For this exercise, copy each line of the records that contains the word "count".

-- RECORDS PROVIDED follows --

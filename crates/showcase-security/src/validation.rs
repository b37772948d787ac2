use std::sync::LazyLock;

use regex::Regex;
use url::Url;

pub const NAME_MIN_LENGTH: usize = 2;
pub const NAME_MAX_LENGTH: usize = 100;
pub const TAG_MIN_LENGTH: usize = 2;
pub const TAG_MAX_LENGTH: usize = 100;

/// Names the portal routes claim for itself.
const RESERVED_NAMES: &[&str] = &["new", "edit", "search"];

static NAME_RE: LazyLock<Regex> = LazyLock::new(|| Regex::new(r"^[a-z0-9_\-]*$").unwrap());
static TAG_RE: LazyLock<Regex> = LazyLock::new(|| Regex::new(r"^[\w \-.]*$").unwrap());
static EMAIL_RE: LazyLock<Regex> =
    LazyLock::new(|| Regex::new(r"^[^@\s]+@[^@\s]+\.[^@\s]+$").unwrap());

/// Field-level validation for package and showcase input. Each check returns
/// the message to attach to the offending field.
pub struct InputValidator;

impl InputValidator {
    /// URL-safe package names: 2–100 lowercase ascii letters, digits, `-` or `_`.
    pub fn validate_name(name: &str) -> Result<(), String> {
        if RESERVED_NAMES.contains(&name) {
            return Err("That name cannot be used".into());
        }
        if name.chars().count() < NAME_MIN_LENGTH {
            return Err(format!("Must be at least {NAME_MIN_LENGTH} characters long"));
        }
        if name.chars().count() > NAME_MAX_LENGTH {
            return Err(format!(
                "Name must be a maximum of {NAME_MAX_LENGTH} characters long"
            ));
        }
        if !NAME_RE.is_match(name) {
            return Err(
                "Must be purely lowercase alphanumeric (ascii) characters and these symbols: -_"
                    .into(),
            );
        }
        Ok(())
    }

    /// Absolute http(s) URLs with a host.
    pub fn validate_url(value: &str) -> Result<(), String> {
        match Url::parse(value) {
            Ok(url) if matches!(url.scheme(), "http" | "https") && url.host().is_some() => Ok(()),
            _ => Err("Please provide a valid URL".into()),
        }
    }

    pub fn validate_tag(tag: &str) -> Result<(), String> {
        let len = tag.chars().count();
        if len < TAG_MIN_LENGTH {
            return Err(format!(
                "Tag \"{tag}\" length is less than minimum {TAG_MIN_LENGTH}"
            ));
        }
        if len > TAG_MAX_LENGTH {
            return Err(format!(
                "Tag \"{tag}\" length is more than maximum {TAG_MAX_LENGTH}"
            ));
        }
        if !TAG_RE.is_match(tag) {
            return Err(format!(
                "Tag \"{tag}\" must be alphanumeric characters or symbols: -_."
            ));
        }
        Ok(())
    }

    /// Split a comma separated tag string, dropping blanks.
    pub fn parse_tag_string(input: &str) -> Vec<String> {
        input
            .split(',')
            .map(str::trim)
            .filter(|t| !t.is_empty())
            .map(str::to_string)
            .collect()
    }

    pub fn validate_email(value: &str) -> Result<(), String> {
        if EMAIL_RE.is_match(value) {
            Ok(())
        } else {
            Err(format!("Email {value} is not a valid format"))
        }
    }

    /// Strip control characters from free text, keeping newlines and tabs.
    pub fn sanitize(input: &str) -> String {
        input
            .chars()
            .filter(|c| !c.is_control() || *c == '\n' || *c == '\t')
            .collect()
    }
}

-- RECORDS PROVIDED concluded --

YOUR RESPONSE -
        if name.chars().count() < NAME_MIN_LENGTH {
        if name.chars().count() > NAME_MAX_LENGTH {
        let len = tag.chars().count();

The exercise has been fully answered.